Let’s start with my father. Charles Henry Patterson was a quiet but tough man who came from tough times and from a tough river town.
My dad grew up in the Newburgh poorhouse (think about that for a second or two). It was called the Pogie. His mom was the charwoman there. She cleaned the kitchens and bathrooms, worked, she said, from “seven to seven, seven days a week.” For her long, hard work, she and my father got to share a single room on the basement floor. They weren’t homeless, but they were damn close. My father never met his father, at least not as far as he could remember.
My mother, Isabelle Ann, attended high school with my dad. After college she became a fourth-grade teacher at St. Patrick’s, one of the four Catholic schools in Newburgh. She made next to nothing. Maybe even a little less than that. I’m surprised the parish priests didn’t ask her to pay them for the privilege of teaching at their school. Several nights a week, she would be bent over the dining-room table grading papers until nine or ten.
She had a cool mission as a teacher: she wanted to turn mirrors into windows. She pretty much followed the same philosophy at home. Mirrors, physical or symbolic, weren’t big in the Patterson house.
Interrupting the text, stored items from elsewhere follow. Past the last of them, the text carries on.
// Our custom logging macros to give us nicely formatted (and colored!) output
// for debugging, general information, and errors.
use crate::{log_debug, log_warn};
// The 'colored' crate helps us make our console output look pretty and readable.
use colored::Colorize;

/// Detects the current operating system as a canonical lowercase string
/// ("macos", "linux", "windows").
///
/// `std::env::consts::OS` is the OS this binary was compiled for, which is always the
/// OS it is running on.
pub fn detect_os() -> String {
    normalize_os(std::env::consts::OS)
}

/// Detects the current CPU architecture as a canonical string ("arm64", "x86_64").
pub fn detect_architecture() -> String {
    normalize_arch(std::env::consts::ARCH)
}

/// Normalizes the many spellings of an operating system name into one of
/// "macos", "linux" or "windows". Unknown values are returned lowercased.
///
/// # Arguments
/// * `os`: An input string (`&str`) representing an OS (e.g., "macOS", "darwin", "Linux").
pub fn normalize_os(os: &str) -> String {
    match os.to_lowercase().as_str() {
        "macos" | "darwin" | "apple-darwin" => "macos".to_string(),
        "linux" => "linux".to_string(),
        "windows" | "win32" | "win64" => "windows".to_string(),
        other => {
            log_warn!(
                "[Utils] Unknown OS variant '{}', using as-is. Marketplace platform matching may fall back to 'universal'.",
                other.purple()
            );
            other.to_string()
        }
    }
}

/// Normalizes CPU architecture names ("aarch64" and "arm64" become "arm64", "amd64" and
/// "x86_64" become "x86_64"). Unknown values are returned lowercased.
pub fn normalize_arch(arch: &str) -> String {
    match arch.to_lowercase().as_str() {
        "aarch64" | "arm64" => "arm64".to_string(),
        "amd64" | "x86_64" => "x86_64".to_string(),
        other => {
            log_warn!("[Utils] Unknown ARCH variant '{}', using as-is.", other.purple());
            other.to_string()
        }
    }
}

/// Maps a normalized (os, arch) pair onto the identifier the extension marketplace uses for
/// platform-specific packages, e.g. `darwin-arm64`, `linux-x64` or `win32-x64`.
///
/// Unknown combinations map to `universal`, which every platform-neutral extension accepts.
pub fn marketplace_platform(os: &str, arch: &str) -> String {
    let os_part = match os {
        "macos" => "darwin",
        "linux" => "linux",
        "windows" => "win32",
        _ => return "universal".to_string(),
    };
    let arch_part = match arch {
        "arm64" => "arm64",
        "x86_64" => "x64",
        _ => return "universal".to_string(),
    };

    let platform = format!("{os_part}-{arch_part}");
    log_debug!("[Utils] Marketplace platform resolved to {}", platform.cyan());
    platform
}

/// The marketplace platform identifier of the machine we are running on.
pub fn current_marketplace_platform() -> String {
    marketplace_platform(&detect_os(), &detect_architecture())
}
//! # Selection
//!
//! Turns detected instances into the units to update, either by asking the operator or by
//! policy. Interactive selection is two-step: first the targets, then, for each chosen
//! profile-aware target with more than one candidate profile, its profiles.

use crate::libs::errors::UpdateError;
use crate::libs::system::Prompter;
use crate::libs::version::installed_needs_update;
use crate::log_info;
use crate::schemas::detection::DetectedInstance;
use crate::schemas::outcomes::UpdateUnit;
use crate::schemas::targets::TargetKind;
use crate::schemas::versions::VersionInfo;
use colored::Colorize;
use std::collections::BTreeMap;

/// Operator flags that shape selection.
#[derive(Debug, Clone, Copy, Default, PartialEq, Eq)]
pub struct SelectionPolicy {
    /// Skip the target prompt and take every candidate target.
    pub all_targets: bool,
    /// Skip the profile prompts and take every candidate profile.
    pub all_profiles: bool,
    /// Include units that are already at the latest version.
    pub force: bool,
    /// Never prompt (`--yes`, or stdin is not a terminal).
    pub non_interactive: bool,
}

/// Every unit of `instance`: one per profile for profile-aware targets, otherwise one.
pub fn units_of(instance: &DetectedInstance) -> Vec<UpdateUnit> {
    if instance.target.profile_aware && !instance.profiles.is_empty() {
        return instance
            .profiles
            .iter()
            .map(|profile| UpdateUnit {
                target: instance.target.clone(),
                invocation: instance.invocation.clone(),
                profile: Some(profile.clone()),
                installed: profile.installed.clone(),
            })
            .collect();
    }

    vec![UpdateUnit {
        target: instance.target.clone(),
        invocation: instance.invocation.clone(),
        profile: None,
        installed: instance.installed.clone(),
    }]
}

/// Units of `instance` that should be offered for update.
pub fn candidate_units(instance: &DetectedInstance, desired: &VersionInfo, force: bool) -> Vec<UpdateUnit> {
    units_of(instance)
        .into_iter()
        .filter(|unit| force || installed_needs_update(&unit.installed, desired))
        .collect()
}

/// Chooses the units to update.
///
/// `desired` holds the resolved latest version per target kind; instances of a kind
/// without a resolved version are never selected.
pub fn select_units(
    instances: &[DetectedInstance],
    desired: &BTreeMap<TargetKind, VersionInfo>,
    policy: SelectionPolicy,
    prompter: &dyn Prompter,
) -> Result<Vec<UpdateUnit>, UpdateError> {
    let candidates: Vec<(&DetectedInstance, Vec<UpdateUnit>)> = instances
        .iter()
        .filter_map(|instance| {
            let latest = desired.get(&instance.target.kind)?;
            let units = candidate_units(instance, latest, policy.force);
            (!units.is_empty()).then_some((instance, units))
        })
        .collect();

    if candidates.is_empty() {
        log_info!("[DBU::Selection] Everything is up to date");
        return Ok(Vec::new());
    }

    let chosen_targets: Vec<usize> = if policy.all_targets || policy.non_interactive {
        (0..candidates.len()).collect()
    } else {
        let items: Vec<String> = candidates
            .iter()
            .map(|(instance, _)| target_item(instance, &desired[&instance.target.kind]))
            .collect();
        let defaults = vec![true; items.len()];
        prompter.multi_select("Select targets to update", &items, &defaults)?
    };

    let mut selected = Vec::new();
    for index in chosen_targets {
        let Some((instance, units)) = candidates.get(index) else {
            continue;
        };

        if units.len() <= 1 || policy.all_profiles || policy.non_interactive {
            selected.extend(units.iter().cloned());
            continue;
        }

        let items: Vec<String> = units.iter().map(|unit| format!("{} ({})", unit.label(), unit.installed)).collect();
        let defaults = vec![true; items.len()];
        let prompt = format!("Select {} profiles to update", instance.target.display_name);
        for choice in prompter.multi_select(&prompt, &items, &defaults)? {
            if let Some(unit) = units.get(choice) {
                selected.push(unit.clone());
            }
        }
    }

    log_info!("[DBU::Selection] {} unit(s) selected", selected.len().to_string().bold());
    Ok(selected)
}

fn target_item(instance: &DetectedInstance, latest: &VersionInfo) -> String {
    format!(
        "{} ({} -> {})",
        instance.target.display_name, instance.installed, latest
    )
}

#[cfg(test)]
mod tests {
    use super::*;
    use crate::libs::test_support::*;
    use crate::schemas::detection::{DetectionMethod, InstalledVersion, ProfileState};
    use crate::schemas::versions::Provenance;
    use std::path::{Path, PathBuf};

    fn profile(id: &str, installed: &str, is_default: bool) -> ProfileState {
        ProfileState {
            id: id.to_string(),
            storage_path: PathBuf::from(format!("/p/{id}/extensions")),
            registry_path: PathBuf::from(format!("/p/{id}/extensions.json")),
            installed: InstalledVersion::Known(VersionInfo::local(installed)),
            is_default,
        }
    }

    fn editor() -> DetectedInstance {
        DetectedInstance {
            target: editor_target(Path::new("/p")),
            invocation: "testcode".to_string(),
            method: DetectionMethod::CommandProbe,
            installed: InstalledVersion::Known(VersionInfo::local("11.0.0")),
            profiles: vec![
                profile("default", "11.0.0", true),
                profile("work", "10.0.0", false),
                profile("play", "9.0.0", false),
            ],
        }
    }

    fn cli() -> DetectedInstance {
        DetectedInstance {
            target: cli_target(),
            invocation: "prettier".to_string(),
            method: DetectionMethod::CommandProbe,
            installed: InstalledVersion::Known(VersionInfo::local("3.3.3")),
            profiles: Vec::new(),
        }
    }

    fn desired() -> BTreeMap<TargetKind, VersionInfo> {
        BTreeMap::from([
            (TargetKind::ExtensionHost, VersionInfo::new("11.0.0", Provenance::Primary)),
            (TargetKind::CliPackage, VersionInfo::new("3.3.3", Provenance::Primary)),
        ])
    }

    fn labels(units: &[UpdateUnit]) -> Vec<String> {
        units.iter().map(UpdateUnit::label).collect()
    }

    #[test]
    fn policy_selects_only_outdated_units() {
        let policy = SelectionPolicy {
            non_interactive: true,
            ..Default::default()
        };
        let prompter = ScriptedPrompter::new(vec![]);

        let units = select_units(&[editor(), cli()], &desired(), policy, &prompter).unwrap();

        assert_eq!(labels(&units), vec!["Test Code [work]", "Test Code [play]"]);
        assert!(prompter.prompts.lock().unwrap().is_empty());
    }

    #[test]
    fn force_includes_current_units() {
        let policy = SelectionPolicy {
            non_interactive: true,
            force: true,
            ..Default::default()
        };

        let units = select_units(&[editor(), cli()], &desired(), policy, &ScriptedPrompter::new(vec![])).unwrap();

        assert_eq!(units.len(), 4);
    }

    #[test]
    fn interactive_selection_prompts_targets_then_profiles() {
        let policy = SelectionPolicy {
            force: true,
            ..Default::default()
        };
        // Targets: pick the editor only. Profiles: pick "work" only.
        let prompter = ScriptedPrompter::new(vec![vec![0], vec![1]]);

        let units = select_units(&[editor(), cli()], &desired(), policy, &prompter).unwrap();

        assert_eq!(labels(&units), vec!["Test Code [work]"]);
        assert_eq!(
            *prompter.prompts.lock().unwrap(),
            vec!["Select targets to update", "Select Test Code profiles to update"]
        );
    }

    #[test]
    fn all_profiles_skips_profile_prompt() {
        let policy = SelectionPolicy {
            all_profiles: true,
            ..Default::default()
        };
        let prompter = ScriptedPrompter::new(vec![vec![0]]);

        let units = select_units(&[editor()], &desired(), policy, &prompter).unwrap();

        assert_eq!(units.len(), 2);
        assert_eq!(prompter.prompts.lock().unwrap().len(), 1);
    }
}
My sisters—Mary Ellen, Carole, and Teresa—ruled the roost. In their view of the world, I was hired help. I was muscle. I was their minion. So I handled the garbage detail, the lawn work, the snow removal, and the repair of bicycles, small electrical appliances, deflated balls of all sizes and shapes. We were a very ball-sy family.
I was always a good student, driven to be number one in, well, everything, but I’d get a ninety-seven on a test and my mom or dad would say, “How come you didn’t get a hundred? You’re slipping, James.”
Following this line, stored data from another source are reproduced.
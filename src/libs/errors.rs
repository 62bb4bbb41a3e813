//! # Error Taxonomy
//!
//! Errors are split by blast radius:
//!
//! - **Run-fatal**: `ResolutionFailure` and `DownloadFailure`. Both happen before anything on
//!   disk is touched, so aborting leaves the machine unchanged. `Config` errors are fatal too.
//! - **Scoped**: `DetectionFailure` (one target), `InstallFailure` (one unit),
//!   `FanoutFailure` (one profile), `VerificationFailure` (one unit). These are folded into the
//!   final report and never abort the run.
//!
//! Capability errors (`CommandError`, `HttpError`, `PromptError`) describe a single call to an
//! external collaborator and are wrapped by the variants above.

use std::path::PathBuf;
use std::time::Duration;
use thiserror::Error;

/// A single external command invocation went wrong.
#[derive(Debug, Error)]
pub enum CommandError {
    #[error("failed to start '{program}': {source}")]
    Spawn {
        program: String,
        #[source]
        source: std::io::Error,
    },

    #[error("'{program}' did not finish within {timeout:?}")]
    Timeout { program: String, timeout: Duration },

    #[error("failed while waiting on '{program}': {source}")]
    Wait {
        program: String,
        #[source]
        source: std::io::Error,
    },
}

/// A single HTTP request went wrong before a status code was received.
#[derive(Debug, Error)]
pub enum HttpError {
    #[error("request to {url} failed: {message}")]
    Transport { url: String, message: String },

    #[error("failed to read response body from {url}: {source}")]
    Body {
        url: String,
        #[source]
        source: std::io::Error,
    },
}

#[derive(Debug, Error)]
pub enum PromptError {
    #[error("interactive prompt failed: {0}")]
    Interaction(String),
}

#[derive(Debug, Error)]
pub enum ConfigError {
    #[error("failed to read config file {path}: {source}")]
    Read {
        path: PathBuf,
        #[source]
        source: std::io::Error,
    },

    #[error("invalid YAML in {path}: {source}")]
    Parse {
        path: PathBuf,
        #[source]
        source: serde_yaml::Error,
    },

    #[error("invalid configuration: {0}")]
    Invalid(String),
}

/// Everything that can go wrong while orchestrating an update.
#[derive(Debug, Error)]
pub enum UpdateError {
    #[error("detection of '{target}' failed: {reason}")]
    DetectionFailure { target: String, reason: String },

    #[error("could not resolve the latest version of '{package}' (primary: {primary}; fallback: {fallback})")]
    ResolutionFailure {
        package: String,
        primary: String,
        fallback: String,
    },

    #[error("download of {url} failed after {attempts} attempt(s): {reason}")]
    DownloadFailure {
        url: String,
        attempts: u32,
        reason: String,
    },

    #[error("install on '{unit}' failed: {reason}")]
    InstallFailure { unit: String, reason: String },

    #[error("fanout into profile '{profile}' failed: {reason}")]
    FanoutFailure { profile: String, reason: String },

    #[error("'{unit}' still reports {observed} after {attempts} verification attempt(s), expected {expected}")]
    VerificationFailure {
        unit: String,
        expected: String,
        observed: String,
        attempts: u32,
    },

    #[error(transparent)]
    Config(#[from] ConfigError),

    #[error(transparent)]
    Prompt(#[from] PromptError),
}

#[cfg(test)]
mod tests {
    use super::*;

    #[test]
    fn fanout_failure_names_the_profile() {
        let fanout = UpdateError::FanoutFailure {
            profile: "work".into(),
            reason: "denied".into(),
        };

        assert_eq!(
            fanout.to_string(),
            "fanout into profile 'work' failed: denied"
        );
    }
}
The idea I had growing up—and I held on to it into my forties—was that my folks only cared about me as long as I was number one in my class. I don’t blame them, because I feel they were doing the best that they could. I think they honestly believed the next Great Depression was just around the corner, and they always clung to Careful. Careful. Go slow. Look both ways. Then look again. Your best isn’t good enough. You’re slipping, James.